Dampak Negatif dengan adanya globalisasi , mampu membuka cakrawala berfikir masyarakat ini secara global . Dapat melahirkan dilematika . Bila dipenuhi konsekuensinya di satu pihak hal itu belum tentu cocok ditetapkan di Indonesia.

         Aspek Ekonomi Dampak positif dalam aspek ini dengan adanya globalisasi dapat kita petik hal – hal : 
1.Makin terbukanya pasar Internasional bagi hasil produksi dalam negeri
2.Mendorong kita untuk memproduksi barang yang berkualitas tinggi
3.Mendorong para pengusaha untuk meningkatkan efesiensi dan menghilangkan biaya tinggi 4.Dimungkinkan dapat meningkatkan kesempatan kerja dan devisa negara.

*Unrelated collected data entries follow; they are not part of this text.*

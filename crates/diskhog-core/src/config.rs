/// Scan configuration: every threshold the engine consults.
///
/// A `ScanConfig` is built once before the scan starts and is never mutated
/// afterwards. The engine holds it behind an `Arc` so workers can read it
/// without synchronisation.
use std::time::Duration;

/// One mebibyte.
pub const MIB: u64 = 1024 * 1024;

/// Default inclusion floor for the "largest files" list (10 MiB).
pub const DEFAULT_MIN_FILE_SIZE: u64 = 10 * MIB;

/// Default inclusion floor for the hierarchy report (500 MiB).
pub const DEFAULT_MIN_DIR_SIZE_HIERARCHY: u64 = 500 * MIB;

/// Default top-K cutoff for both ranked lists.
pub const DEFAULT_MAX_RESULTS: usize = 100;

/// Upper bound on the default worker count regardless of core count.
pub const DEFAULT_WORKER_CAP: usize = 10;

/// Default minimum spacing between walk progress ticks.
pub const DEFAULT_PROGRESS_INTERVAL: Duration = Duration::from_secs(2);

/// Immutable configuration passed into the engine at construction.
#[derive(Debug, Clone)]
pub struct ScanConfig {
    /// Files with a footprint below this are not ranked.
    pub min_file_size: u64,
    /// Top-level directories below this are left out of the hierarchy report.
    pub min_dir_size_hierarchy: u64,
    /// Capacity of each top-N selector.
    pub max_results: usize,
    /// Size of the aggregation worker pool. Always at least 1.
    pub max_workers: usize,
    /// Minimum spacing between `(items_scanned, current_path)` ticks.
    pub progress_interval: Duration,
    /// Directory names skipped in addition to the built-in reserved names.
    pub extra_excludes: Vec<String>,
}

impl Default for ScanConfig {
    fn default() -> Self {
        Self {
            min_file_size: DEFAULT_MIN_FILE_SIZE,
            min_dir_size_hierarchy: DEFAULT_MIN_DIR_SIZE_HIERARCHY,
            max_results: DEFAULT_MAX_RESULTS,
            max_workers: default_workers(),
            progress_interval: DEFAULT_PROGRESS_INTERVAL,
            extra_excludes: Vec::new(),
        }
    }
}

impl ScanConfig {
    /// Override the worker count, clamping to at least one worker.
    pub fn with_workers(mut self, workers: usize) -> Self {
        self.max_workers = workers.max(1);
        self
    }
}

/// `min(10, logical CPU count)`, never zero.
pub fn default_workers() -> usize {
    num_cpus::get().clamp(1, DEFAULT_WORKER_CAP)
}
//! Landmark Types
//!
//! Landmarks are loaded once from the catalog and never change afterwards.
//! Observations and relative angles are derived from them every time the
//! user's position or heading changes.

use serde::{Deserialize, Serialize};
use std::fmt;

use crate::geo;

/// Stable identity of a landmark (its index in catalog order)
#[derive(Debug, Clone, Copy, PartialEq, Eq, Hash, PartialOrd, Ord, Serialize, Deserialize)]
#[serde(transparent)]
pub struct LandmarkId(pub u32);

impl fmt::Display for LandmarkId {
    fn fmt(&self, f: &mut fmt::Formatter<'_>) -> fmt::Result {
        write!(f, "#{}", self.0)
    }
}

/// Geographic point in decimal degrees
#[derive(Debug, Clone, Copy, PartialEq, Default, Serialize, Deserialize)]
pub struct GeoPoint {
    pub latitude: f64,
    pub longitude: f64,
}

impl GeoPoint {
    pub fn new(latitude: f64, longitude: f64) -> Self {
        GeoPoint {
            latitude,
            longitude,
        }
    }

    /// Both coordinates finite and within their valid ranges
    pub fn is_valid(&self) -> bool {
        self.latitude.is_finite()
            && self.longitude.is_finite()
            && (-90.0..=90.0).contains(&self.latitude)
            && (-180.0..=180.0).contains(&self.longitude)
    }

    /// Great-circle distance to another point in kilometers
    pub fn distance_to(&self, other: &GeoPoint) -> f64 {
        geo::distance_km(self.latitude, self.longitude, other.latitude, other.longitude)
    }

    /// Initial bearing towards another point in degrees `[0, 360)`
    pub fn bearing_to(&self, other: &GeoPoint) -> f64 {
        geo::bearing_deg(self.latitude, self.longitude, other.latitude, other.longitude)
    }
}

/// A known point of interest
#[derive(Debug, Clone, PartialEq, Serialize, Deserialize)]
#[serde(rename_all = "camelCase")]
pub struct Landmark {
    pub id: LandmarkId,

    /// Display title
    pub title: String,

    /// Playable audio reference (path or URL)
    #[serde(skip_serializing_if = "Option::is_none")]
    pub audio: Option<String>,

    /// Source citation
    #[serde(skip_serializing_if = "Option::is_none")]
    pub source: Option<String>,

    pub location: GeoPoint,

    /// At least one coordinate was missing or invalid in the catalog and
    /// was replaced by 0. The landmark is drawn, but probably in the wrong
    /// place.
    #[serde(default, skip_serializing_if = "is_false")]
    pub location_defaulted: bool,
}

fn is_false(b: &bool) -> bool {
    !*b
}

impl Landmark {
    pub fn new(id: LandmarkId, title: impl Into<String>, location: GeoPoint) -> Self {
        Landmark {
            id,
            title: title.into(),
            audio: None,
            source: None,
            location,
            location_defaulted: false,
        }
    }

    pub fn with_audio(mut self, audio: impl Into<String>) -> Self {
        self.audio = Some(audio.into());
        self
    }

    pub fn with_source(mut self, source: impl Into<String>) -> Self {
        self.source = Some(source.into());
        self
    }

    /// Distance and bearing of this landmark as seen from `from`
    pub fn observe(&self, from: &GeoPoint) -> Observation {
        Observation {
            landmark: self.id,
            distance_km: from.distance_to(&self.location),
            bearing_deg: from.bearing_to(&self.location),
        }
    }
}

/// Distance and bearing of one landmark from the current user position
#[derive(Debug, Clone, Copy, PartialEq, Serialize)]
#[serde(rename_all = "camelCase")]
pub struct Observation {
    pub landmark: LandmarkId,
    /// Kilometers, never negative
    pub distance_km: f64,
    /// Degrees clockwise from north `[0, 360)`
    pub bearing_deg: f64,
}

impl Observation {
    /// Angle of this observation relative to the given heading
    pub fn relative_to(&self, heading_deg: f64) -> RelativeAngle {
        RelativeAngle {
            landmark: self.landmark,
            angle: geo::normalize_angle_diff(self.bearing_deg - heading_deg),
        }
    }
}

/// Bearing minus heading, normalized to `(-180, 180]`. Zero is straight ahead.
#[derive(Debug, Clone, Copy, PartialEq, Serialize)]
pub struct RelativeAngle {
    pub landmark: LandmarkId,
    pub angle: f64,
}

impl RelativeAngle {
    pub fn new(landmark: LandmarkId, angle: f64) -> Self {
        RelativeAngle { landmark, angle }
    }
}

/// Compute observations for every landmark from one user position
pub fn observe_all(landmarks: &[Landmark], from: &GeoPoint) -> Vec<Observation> {
    landmarks.iter().map(|l| l.observe(from)).collect()
}
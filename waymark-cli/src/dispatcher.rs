//! The dispatcher owns the [`PointerEngine`]. It is the only task that
//! touches sensor state, so the engine needs no locking: producers send
//! whole values over a channel and a ticker drives frame rebuilds.

use std::time::Duration;

use thiserror::Error;
use tokio::sync::mpsc;
use tokio::time::MissedTickBehavior;
use tokio_graceful_shutdown::SubsystemHandle;
use waymark_core::{AudioCueTracker, Frame, PointerEngine, SensorUpdate, TickOutcome};

use crate::render::{AudioPlayer, FrameSink};
use crate::sensors::Clock;

#[derive(Error, Debug)]
pub enum DispatchError {
    #[error("cannot write output: {0}")]
    Output(#[from] std::io::Error),
}

pub struct Dispatcher {
    key: String,
    engine: PointerEngine,
    rx: mpsc::Receiver<SensorUpdate>,
    sink: Box<dyn FrameSink>,
    player: Box<dyn AudioPlayer>,
    cues: AudioCueTracker,
    clock: Clock,
    /// A sensor value was accepted since the last frame
    dirty: bool,
    frames: u64,
}

impl Dispatcher {
    pub fn new(
        engine: PointerEngine,
        rx: mpsc::Receiver<SensorUpdate>,
        sink: Box<dyn FrameSink>,
        player: Box<dyn AudioPlayer>,
        clock: Clock,
    ) -> Self {
        Dispatcher {
            key: String::from("dispatcher"),
            engine,
            rx,
            sink,
            player,
            cues: AudioCueTracker::new(),
            clock,
            dirty: false,
            frames: 0,
        }
    }

    fn apply(&mut self, update: SensorUpdate) {
        match self.engine.apply(update, self.clock.now_ms()) {
            Ok(change) => {
                log::trace!("{}: {:?} updated", self.key, change);
                self.dirty = true;
            }
            Err(e) => log::warn!("{}: rejected update: {}", self.key, e),
        }
    }

    fn tick(&mut self) -> Result<(), DispatchError> {
        let now_ms = self.clock.now_ms();
        if self.engine.take_fix_overdue(now_ms) {
            log::warn!(
                "{}: no position fix after {} ms",
                self.key,
                self.engine.config().fix.timeout_ms
            );
        }

        if !self.dirty {
            self.sink.unchanged(now_ms)?;
            return Ok(());
        }

        match self.engine.tick(now_ms) {
            TickOutcome::Rebuilt(frame) => self.show(&frame)?,
            TickOutcome::Throttled | TickOutcome::AwaitingSensors => {
                self.sink.unchanged(now_ms)?;
            }
        }
        Ok(())
    }

    fn show(&mut self, frame: &Frame) -> Result<(), DispatchError> {
        self.dirty = false;
        self.frames += 1;
        log::trace!(
            "{}: frame {} with {} segments",
            self.key,
            self.frames,
            frame.segments.len()
        );

        self.sink.frame(frame)?;
        for action in self.cues.update(frame.aligned.as_ref()) {
            self.player.perform(&action);
        }
        Ok(())
    }

    /// Render whatever the sources left behind
    fn finish(&mut self) -> Result<(), DispatchError> {
        if self.dirty {
            if let Some(frame) = self.engine.rebuild(self.clock.now_ms()) {
                self.show(&frame)?;
            }
        }
        if let Some(action) = self.cues.stop() {
            self.player.perform(&action);
        }
        log::debug!("{}: {} frames rendered", self.key, self.frames);
        Ok(())
    }

    pub async fn run(mut self, subsys: SubsystemHandle) -> Result<(), DispatchError> {
        log::debug!(
            "{}: {} landmarks, refresh every {} ms",
            self.key,
            self.engine.landmarks().len(),
            self.engine.config().refresh_interval_ms
        );

        let mut ticker =
            tokio::time::interval(Duration::from_millis(self.engine.config().refresh_interval_ms));
        ticker.set_missed_tick_behavior(MissedTickBehavior::Delay);

        loop {
            tokio::select! {
                _ = subsys.on_shutdown_requested() => {
                    log::debug!("{}: shutdown", self.key);
                    return self.finish();
                },

                r = self.rx.recv() => {
                    match r {
                        Some(update) => self.apply(update),
                        None => {
                            log::debug!("{}: all sensor sources ended", self.key);
                            let result = self.finish();
                            subsys.request_shutdown();
                            return result;
                        }
                    }
                },

                _ = ticker.tick() => {
                    self.tick()?;
                }
            }
        }
    }
}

        Dampak negatif dari aspek ekonomi adalah :
1.Dengan adanya keterbukaan maka kita akan dibanjiri barang – barang dari luar.
2.Dengan adanya kebebasan masuknya investasi dari luar ke negara kita,bisa menguasai
   Perekonomian kita
3.Dengan adanya persangian bebas maka kelak akan ada pelaku ekonomi yang menang         dan kalah.

       Aspek Sosial Budaya
Dampak Positif dalam aspek ini adalah kita dapat mengambil atau belajar dari tata nilai sosial budaya , cara hidup , pola berfikir yang baik maupun ilmu pengetahuan dan teknologi dari bangsa lain yang telah maju untuk kemajuan dan kesejahteraan kita .

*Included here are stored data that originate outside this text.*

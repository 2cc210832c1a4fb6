//! Sensor producers
//!
//! Position and heading arrive as JSON lines, one record per line:
//!
//! ```text
//! {"at_ms": 0, "position": {"latitude": 52.37, "longitude": 4.89}, "age_ms": 0}
//! {"at_ms": 50, "heading": 92}
//! ```
//!
//! A track file is replayed on its own `at_ms` timeline; stdin is applied
//! as it arrives. Each producer runs as its own subsystem and hands whole
//! values to the dispatcher over an mpsc channel.

use std::time::Duration;

use serde::Deserialize;
use thiserror::Error;
use tokio::io::{AsyncBufRead, AsyncBufReadExt, Lines};
use tokio::sync::mpsc;
use tokio::time::{sleep_until, Instant, MissedTickBehavior};
use tokio_graceful_shutdown::SubsystemHandle;
use waymark_core::geo::normalize_bearing;
use waymark_core::{GeoPoint, PositionFix, SensorUpdate};

/// Interval between simulated compass readings
const COMPASS_INTERVAL: Duration = Duration::from_millis(50);

/// Milliseconds since the program started; the time base shared by the
/// producers and the engine.
#[derive(Debug, Clone, Copy)]
pub struct Clock {
    start: Instant,
}

impl Clock {
    pub fn new() -> Self {
        Clock {
            start: Instant::now(),
        }
    }

    pub fn now_ms(&self) -> u64 {
        self.start.elapsed().as_millis() as u64
    }

    pub fn instant_at(&self, ms: u64) -> Instant {
        self.start + Duration::from_millis(ms)
    }
}

impl Default for Clock {
    fn default() -> Self {
        Self::new()
    }
}

#[derive(Error, Debug)]
pub enum TrackError {
    #[error("I/O error: {0}")]
    Io(#[from] std::io::Error),
    #[error("line {line}: {message}")]
    Parse { line: usize, message: String },
    #[error("line {line}: record has neither position nor heading")]
    Empty { line: usize },
}

/// One line of a track
#[derive(Debug, Clone, PartialEq, Deserialize)]
pub struct TrackRecord {
    /// Offset from the start of the track
    #[serde(default)]
    pub at_ms: u64,
    #[serde(default)]
    pub position: Option<GeoPoint>,
    /// How old the position fix already was when it was reported
    #[serde(default)]
    pub age_ms: u64,
    #[serde(default)]
    pub heading: Option<f64>,
}

impl TrackRecord {
    /// Parse one line. Blank lines and `#` comments yield `None`.
    pub fn parse(line: usize, text: &str) -> Result<Option<TrackRecord>, TrackError> {
        let text = text.trim();
        if text.is_empty() || text.starts_with('#') {
            return Ok(None);
        }

        let record: TrackRecord = serde_json::from_str(text).map_err(|e| TrackError::Parse {
            line,
            message: e.to_string(),
        })?;
        if record.position.is_none() && record.heading.is_none() {
            return Err(TrackError::Empty { line });
        }
        Ok(Some(record))
    }

    /// The updates carried by this record, fix timestamps on `now_ms`'s clock
    pub fn updates(&self, now_ms: u64) -> Vec<SensorUpdate> {
        let mut updates = Vec::with_capacity(2);
        if let Some(point) = self.position {
            updates.push(SensorUpdate::Position(PositionFix {
                point,
                timestamp_ms: now_ms.saturating_sub(self.age_ms),
            }));
        }
        if let Some(heading) = self.heading {
            updates.push(SensorUpdate::Heading(heading));
        }
        updates
    }
}

/// How a track is fed to the dispatcher
#[derive(Debug, Clone, Copy, PartialEq, Eq)]
pub enum Pacing {
    /// Wait until each record's `at_ms`
    Replay,
    /// Forward records as soon as they are read
    Live,
}

/// Reads a JSON-lines track and forwards its updates
pub struct TrackReader<R> {
    key: String,
    lines: Lines<R>,
    line: usize,
    pacing: Pacing,
    clock: Clock,
    /// Drop heading records, another producer owns the heading
    skip_heading: bool,
    tx: mpsc::Sender<SensorUpdate>,
}

impl<R: AsyncBufRead + Unpin> TrackReader<R> {
    pub fn new(
        key: impl Into<String>,
        reader: R,
        pacing: Pacing,
        clock: Clock,
        tx: mpsc::Sender<SensorUpdate>,
    ) -> Self {
        TrackReader {
            key: key.into(),
            lines: reader.lines(),
            line: 0,
            pacing,
            clock,
            skip_heading: false,
            tx,
        }
    }

    pub fn skip_heading(mut self, skip: bool) -> Self {
        self.skip_heading = skip;
        self
    }

    /// Read up to the next usable record and wait until it is due.
    /// Returns `None` at the end of the track. Malformed lines are logged
    /// and skipped.
    pub async fn next_updates(&mut self) -> Result<Option<Vec<SensorUpdate>>, TrackError> {
        loop {
            let Some(text) = self.lines.next_line().await? else {
                return Ok(None);
            };
            self.line += 1;

            let mut record = match TrackRecord::parse(self.line, &text) {
                Ok(Some(record)) => record,
                Ok(None) => continue,
                Err(e) => {
                    log::warn!("{}: {}", self.key, e);
                    continue;
                }
            };
            if self.skip_heading && record.heading.take().is_some() {
                log::trace!("{}: line {}: heading ignored", self.key, self.line);
                if record.position.is_none() {
                    continue;
                }
            }

            if self.pacing == Pacing::Replay {
                sleep_until(self.clock.instant_at(record.at_ms)).await;
            }
            return Ok(Some(record.updates(self.clock.now_ms())));
        }
    }

    pub async fn run(mut self, subsys: SubsystemHandle) -> Result<(), TrackError> {
        log::debug!("{}: reading track ({:?})", self.key, self.pacing);

        loop {
            tokio::select! {
                _ = subsys.on_shutdown_requested() => {
                    log::debug!("{}: shutdown", self.key);
                    return Ok(());
                },

                r = self.next_updates() => {
                    match r? {
                        Some(updates) => {
                            for update in updates {
                                if self.tx.send(update).await.is_err() {
                                    log::debug!("{}: dispatcher gone", self.key);
                                    return Ok(());
                                }
                            }
                        }
                        None => {
                            log::debug!("{}: end of track after {} lines", self.key, self.line);
                            return Ok(());
                        }
                    }
                }
            }
        }
    }
}

/// A compass that turns at a constant rate, for trying the radar without
/// a heading source.
pub struct SpinningCompass {
    key: String,
    start_deg: f64,
    deg_per_s: f64,
    clock: Clock,
    tx: mpsc::Sender<SensorUpdate>,
}

impl SpinningCompass {
    pub fn new(
        key: impl Into<String>,
        deg_per_s: f64,
        clock: Clock,
        tx: mpsc::Sender<SensorUpdate>,
    ) -> Self {
        SpinningCompass {
            key: key.into(),
            start_deg: 0.0,
            deg_per_s,
            clock,
            tx,
        }
    }

    /// Heading after `elapsed_ms`, in [0, 360)
    pub fn heading_at(&self, elapsed_ms: u64) -> f64 {
        normalize_bearing(self.start_deg + self.deg_per_s * elapsed_ms as f64 / 1000.0)
    }

    pub async fn run(self, subsys: SubsystemHandle) -> Result<(), TrackError> {
        log::debug!("{}: spinning at {} deg/s", self.key, self.deg_per_s);

        let mut interval = tokio::time::interval(COMPASS_INTERVAL);
        interval.set_missed_tick_behavior(MissedTickBehavior::Skip);

        loop {
            tokio::select! {
                _ = subsys.on_shutdown_requested() => {
                    log::debug!("{}: shutdown", self.key);
                    return Ok(());
                },

                _ = interval.tick() => {
                    let heading = self.heading_at(self.clock.now_ms());
                    if self.tx.send(SensorUpdate::Heading(heading)).await.is_err() {
                        log::debug!("{}: dispatcher gone", self.key);
                        return Ok(());
                    }
                }
            }
        }
    }
}

#[cfg(test)]
mod tests {
    use super::*;

    fn reader(text: &'static str) -> (TrackReader<&'static [u8]>, mpsc::Receiver<SensorUpdate>) {
        let (tx, rx) = mpsc::channel(8);
        let reader = TrackReader::new("test", text.as_bytes(), Pacing::Live, Clock::new(), tx);
        (reader, rx)
    }

    #[test]
    fn test_parse_position_record() {
        let record = TrackRecord::parse(
            1,
            r#"{"at_ms": 20, "position": {"latitude": 52.0, "longitude": 4.5}, "age_ms": 300}"#,
        )
        .unwrap()
        .unwrap();
        assert_eq!(record.at_ms, 20);
        assert_eq!(record.position, Some(GeoPoint::new(52.0, 4.5)));

        let updates = record.updates(1_000);
        assert_eq!(
            updates,
            vec![SensorUpdate::Position(PositionFix {
                point: GeoPoint::new(52.0, 4.5),
                timestamp_ms: 700,
            })]
        );
    }

    #[test]
    fn test_parse_skips_blank_and_comment() {
        assert_eq!(TrackRecord::parse(1, "   ").unwrap(), None);
        assert_eq!(TrackRecord::parse(2, "# start").unwrap(), None);
    }

    #[test]
    fn test_parse_errors() {
        assert!(matches!(
            TrackRecord::parse(3, "{not json"),
            Err(TrackError::Parse { line: 3, .. })
        ));
        assert!(matches!(
            TrackRecord::parse(4, r#"{"at_ms": 5}"#),
            Err(TrackError::Empty { line: 4 })
        ));
    }

    #[test]
    fn test_age_larger_than_clock() {
        let record = TrackRecord::parse(1, r#"{"position": {"latitude": 1, "longitude": 2}, "age_ms": 500}"#)
            .unwrap()
            .unwrap();
        match record.updates(100)[0] {
            SensorUpdate::Position(fix) => assert_eq!(fix.timestamp_ms, 0),
            other => panic!("unexpected {:?}", other),
        }
    }

    #[tokio::test]
    async fn test_reader_yields_records_in_order() {
        let (mut reader, _rx) = reader(concat!(
            "{\"heading\": 90}\n",
            "garbage\n",
            "\n",
            "{\"position\": {\"latitude\": 1, \"longitude\": 2}, \"heading\": 370}\n",
        ));

        assert_eq!(
            reader.next_updates().await.unwrap(),
            Some(vec![SensorUpdate::Heading(90.0)])
        );

        let updates = reader.next_updates().await.unwrap().unwrap();
        assert_eq!(updates.len(), 2);
        assert!(matches!(updates[0], SensorUpdate::Position(_)));
        assert_eq!(updates[1], SensorUpdate::Heading(370.0));

        assert_eq!(reader.next_updates().await.unwrap(), None);
    }

    #[tokio::test]
    async fn test_reader_skips_heading() {
        let (reader, _rx) = reader(concat!(
            "{\"heading\": 90}\n",
            "{\"position\": {\"latitude\": 1, \"longitude\": 2}, \"heading\": 10}\n",
        ));
        let mut reader = reader.skip_heading(true);

        let updates = reader.next_updates().await.unwrap().unwrap();
        assert_eq!(updates.len(), 1);
        assert!(matches!(updates[0], SensorUpdate::Position(_)));
        assert_eq!(reader.next_updates().await.unwrap(), None);
    }

    #[tokio::test]
    async fn test_replay_waits_for_timestamp() {
        let (tx, _rx) = mpsc::channel(8);
        let clock = Clock::new();
        let mut reader = TrackReader::new(
            "test",
            "{\"at_ms\": 40, \"heading\": 1}\n".as_bytes(),
            Pacing::Replay,
            clock,
            tx,
        );

        reader.next_updates().await.unwrap();
        assert!(clock.now_ms() >= 40);
    }

    #[test]
    fn test_spinning_compass_heading() {
        let (tx, _rx) = mpsc::channel(1);
        let compass = SpinningCompass::new("compass", 90.0, Clock::new(), tx);
        assert_eq!(compass.heading_at(0), 0.0);
        assert_eq!(compass.heading_at(1_000), 90.0);
        assert_eq!(compass.heading_at(5_000), 90.0);

        let (tx, _rx) = mpsc::channel(1);
        let compass = SpinningCompass::new("compass", -30.0, Clock::new(), tx);
        assert_eq!(compass.heading_at(1_000), 330.0);
    }
}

      Dampak Negatifnya antara lain :
1.Semakin ketatnya persaingan antar individu
2.Munculnya sifat hedonisme Adanya sikap individualisme
3.Bisa mengakibatkan kesenjangan sosial

Aspek Pertahanan Keamanan

      Dampak positif globalisasi dalam aspek pertahanan keamanan dapat dilihat dari adanya hubungan kerja sama antarbangsa , khususnya dalam bidang pertahanan keamanan baik kerja sama bilateral , regional maupun internasional.
Dampak negatifnya yaitu kemajuan teknologi juga dipergunakan oleh jaringan atau kelompok penjahat internasional untuk beroprasi di berbagai negara untuk mempermudah mencapai tujuannya .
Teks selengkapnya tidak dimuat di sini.